It's getting exponentially better, and everything is getting cheaper, and it's the end of SaaS!

But I am still waiting. If everything was as the hype folks said it was, we would all be fucked already.

Lionga•2 days ago
Use the existing Slop they have that needs 1GB of Ram for a simple Terminal app to create an even more slopped Linux app... If only they had any devs at their 500K and way up pay package that could actually write a simple app, that you know does not suck.
lioeters•2 days ago
Those highly paid human devs are hard at work on the Torment Nexus, which is their priority of course, you don't want China to win do you?
robby_w_g•2 days ago
Torment doomers claim that the commodification of humanity’s suffering will usher in a dark age, but quarterly earnings have never been higher. I trust that Death Star Inc has humanity’s best interests at heart.
delduca•2 days ago
You’re asking too much.
ameliaquining•2 days ago
It doesn't sound like that's the bottleneck.
scrollop•2 days ago
Imagine if cutting edge AI companies could decide to using their world best AI to

1) Develop software for linux

2) Provide decent support

zombot•2 days ago
If there were any truth to the marketing stories that say they have such a thing, then they could indeed.
gessha•2 days ago
Still not enough to establish the year of Linux on the desktop.
kskdkwjdkwkkds•2 days ago
It’s almost as if this whole productivity increase promised by AI is just marketing spiel, huh? Crazy.
smrtinsert•2 days ago
Sorry that's not the use case anymore its about (checks notes) "forward deployed engineers", yep that's it. Go build!
supriyo-biswas•2 days ago
TBH I don't get the narrative there either. Earlier it was about how regular people can now build many types of software for themselves (and btw, I agree with this), but somehow the narrative has shifted to something like "regular software engineers would work with the customer to develop applications", which makes a lot less sense.
shanewei•2 days ago
What do you miss from the Desktop app that the CLI doesn’t cover? I’m mostly on Linux too and have just been using the CLI, so I’m curious.
SyneRyder•2 days ago
I don't think the CLI offers daily routines under the Anthropic subscription anymore?

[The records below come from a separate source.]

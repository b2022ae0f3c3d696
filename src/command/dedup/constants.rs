/// Column holding the barcode that must be unique across a sample
pub const DEDUP_BARCODE_COLUMN: &str = crate::fileformat::COLUMN_CELL_BC;
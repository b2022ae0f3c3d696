use crate::barcode::CropRange;

pub struct IO {
    pub path_in: std::path::PathBuf,
    pub path_out: std::path::PathBuf,
}

pub struct Runtime {
    pub out_prefix: String,
    pub out_suffix: String,
    pub crop_seq: CropRange,
    pub rev_comp: bool,
    pub lane_in_filename: bool,
    pub allow_empty: bool,
}
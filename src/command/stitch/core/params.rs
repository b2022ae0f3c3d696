pub struct IO {
    pub paths_in: Vec<std::path::PathBuf>,
    pub path_tile_coordinates: std::path::PathBuf,
    pub path_out: std::path::PathBuf,
}

pub struct Runtime {
    pub tile_ids: Option<Vec<String>>,
    pub tile_id_regex: String,
    pub tile_id_key: String,
    pub reset_index: bool,
    pub transform: bool,
}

There's also the cross conversation memory search, which uses a different conversation dataset (the Claude Web / Claude.AI conversations) than Claude Code does. I'm not even sure Claude Code does cross conversation search?

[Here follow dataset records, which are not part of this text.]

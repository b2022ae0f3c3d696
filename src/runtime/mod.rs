mod error;
mod logging;

pub use error::*;
pub use logging::*;
use super::core::{core::SampleDeduplicator, params};
use anyhow::{Context, Result};
use clap::Args;
use log::{debug, info};
use std::{path::PathBuf, time::Instant};

/// Filter the barcodes of the tiles making up a capture area (a sample), dropping
/// every barcode that is not unique across the sample
#[derive(Args, Debug)]
pub struct Command {
    /// Tile barcode tables of one sample, as written by partition
    #[arg(short = 'i', long = "sample-barcode-files", value_parser, num_args = 1.., required = true)]
    paths_in: Vec<PathBuf>,

    /// Directory for the filtered tables; must not exist or be empty
    #[arg(short = 'o', long = "out-path", value_parser)]
    path_out: PathBuf,
}

impl Command {
    pub fn try_execute(&mut self) -> Result<()> {
        let start = Instant::now();
        debug!("Running dedup with {:?}", self);

        let params_io = params::IO {
            paths_in: self.paths_in.clone(),
            path_out: self.path_out.clone(),
        };

        let summary = SampleDeduplicator::run(&params_io).with_context(|| {
            format!(
                "Failed to deduplicate {} table(s) into {}",
                self.paths_in.len(),
                self.path_out.display()
            )
        })?;

        debug!("{:?}", summary);
        info!("Finished in {:.2} sec", start.elapsed().as_secs_f64());
        Ok(())
    }
}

The Desktop interface also presents Markdown as formatted text and presents artifacts (especially interactive ones) better than the CLI can.

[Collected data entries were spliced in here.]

use std::fs::{File, OpenOptions};
use std::io::BufWriter;
use std::path::{Path, PathBuf};

use serde::{Deserialize, Serialize};

use crate::runtime::{Error, Result};

pub const COLUMN_CELL_BC: &str = "cell_bc";
pub const COLUMN_XCOORD: &str = "xcoord";
pub const COLUMN_YCOORD: &str = "ycoord";

/// Header of a tile barcode table, in column order
pub const TILE_TABLE_HEADER: [&str; 3] = [COLUMN_CELL_BC, COLUMN_XCOORD, COLUMN_YCOORD];

///////////////////////////////
/// One barcode occurrence on a tile
#[derive(Debug, Clone, PartialEq, Eq, Serialize, Deserialize)]
pub struct TileRow {
    pub cell_bc: String,
    pub xcoord: u32,
    pub ycoord: u32,
}

impl TileRow {
    pub fn new<S: Into<String>>(cell_bc: S, xcoord: u32, ycoord: u32) -> Self {
        TileRow {
            cell_bc: cell_bc.into(),
            xcoord,
            ycoord,
        }
    }
}

fn tsv_writer<W: std::io::Write>(writer: W) -> csv::Writer<W> {
    csv::WriterBuilder::new()
        .delimiter(b'\t')
        .has_headers(false)
        .from_writer(writer)
}

fn tsv_reader(path: &Path) -> Result<csv::Reader<File>> {
    let file = File::open(path).map_err(|e| {
        Error::file_not_valid(path, Some(format!("could not open table: {}", e)))
    })?;
    Ok(csv::ReaderBuilder::new()
        .delimiter(b'\t')
        .has_headers(true)
        .from_reader(file))
}

///////////////////////////////
/// Append rows to a tile table. The header is written only when this call creates
/// the file. The file is closed before returning.
///
/// Returns whether the file was newly created.
pub fn append_tile_rows(path: &Path, rows: &[TileRow]) -> Result<bool> {
    let (file, created) = match OpenOptions::new().write(true).create_new(true).open(path) {
        Ok(file) => (file, true),
        Err(e) if e.kind() == std::io::ErrorKind::AlreadyExists => {
            (OpenOptions::new().append(true).open(path)?, false)
        }
        Err(e) => return Err(e.into()),
    };

    let mut writer = tsv_writer(BufWriter::new(file));
    if created {
        writer.write_record(TILE_TABLE_HEADER)?;
    }
    for row in rows {
        writer.serialize(row)?;
    }
    writer.flush()?;
    Ok(created)
}

///////////////////////////////
/// Read a complete tile table into typed rows
pub fn read_tile_rows(path: &Path) -> Result<Vec<TileRow>> {
    let mut reader = tsv_reader(path)?;
    check_columns(path, reader.headers()?, &TILE_TABLE_HEADER)?;

    let mut rows = Vec::new();
    for row in reader.deserialize::<TileRow>() {
        rows.push(row?);
    }
    Ok(rows)
}

/// Fail with a schema error listing every `required` column absent from `headers`
pub fn check_columns(path: &Path, headers: &csv::StringRecord, required: &[&str]) -> Result<()> {
    let missing: Vec<String> = required
        .iter()
        .filter(|col| !headers.iter().any(|h| h == **col))
        .map(|col| col.to_string())
        .collect();
    if missing.is_empty() {
        Ok(())
    } else {
        Err(Error::schema(path, missing))
    }
}

///////////////////////////////
/// A tile table loaded verbatim: header and rows as text, so that extra columns
/// and number formatting survive a rewrite
#[derive(Debug, Clone)]
pub struct RawTileTable {
    pub path: PathBuf,
    pub headers: csv::StringRecord,
    pub rows: Vec<csv::StringRecord>,
}

impl RawTileTable {
    /// Load a table, requiring the given columns to be present
    pub fn load(path: &Path, required: &[&str]) -> Result<Self> {
        let mut reader = tsv_reader(path)?;
        let headers = reader.headers()?.clone();
        check_columns(path, &headers, required)?;

        let mut rows = Vec::new();
        for row in reader.records() {
            rows.push(row?);
        }
        Ok(RawTileTable {
            path: path.to_path_buf(),
            headers,
            rows,
        })
    }

    pub fn column_index(&self, name: &str) -> Option<usize> {
        self.headers.iter().position(|h| h == name)
    }

    /// File name of the table, used to name its output
    pub fn file_name(&self) -> Result<String> {
        self.path
            .file_name()
            .map(|name| name.to_string_lossy().into_owned())
            .ok_or_else(|| Error::file_not_valid(&self.path, Some("path has no file name")))
    }
}

/// Write a header and rows to a new tab separated file, replacing any existing file
pub fn write_tsv<'a, I>(path: &Path, headers: &csv::StringRecord, rows: I) -> Result<()>
where
    I: IntoIterator<Item = &'a csv::StringRecord>,
{
    let mut writer = tsv_writer(BufWriter::new(File::create(path)?));
    writer.write_record(headers)?;
    for row in rows {
        writer.write_record(row)?;
    }
    writer.flush()?;
    Ok(())
}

All that said - I actually use the CLI for nearly everything (even on Windows). Rather than use Claude Desktop for daily "routines" that are capped at 15 total cron-jobs and use extra usage credits, I think I'll continue building my own minimal harness and move my routines to models from other providers.

tstrimple•2 days ago
> There's also the cross conversation memory search, which uses a different conversation dataset (the Claude Web / Claude.AI conversations) than Claude Code does. I'm not even sure Claude Code does cross conversation search?

This is one of the first things I “fixed” with skills and hooks. I index every conversation in SQLite and have a skill which knows what to do when I ask it to search the index. I had to avoid the word memory because it’s too tied up in other parts of the context. It even indexes across my different machines. I set this up because I have terrible context discipline. I’ll go off on a tangent in one context and start planning and sometimes implementing something based on that thread which really deserves its own context. Afterward I can create the new context and move relevant bits to it, but I’d lose that initial starting conversation which inherently has more data than the summary in the new context.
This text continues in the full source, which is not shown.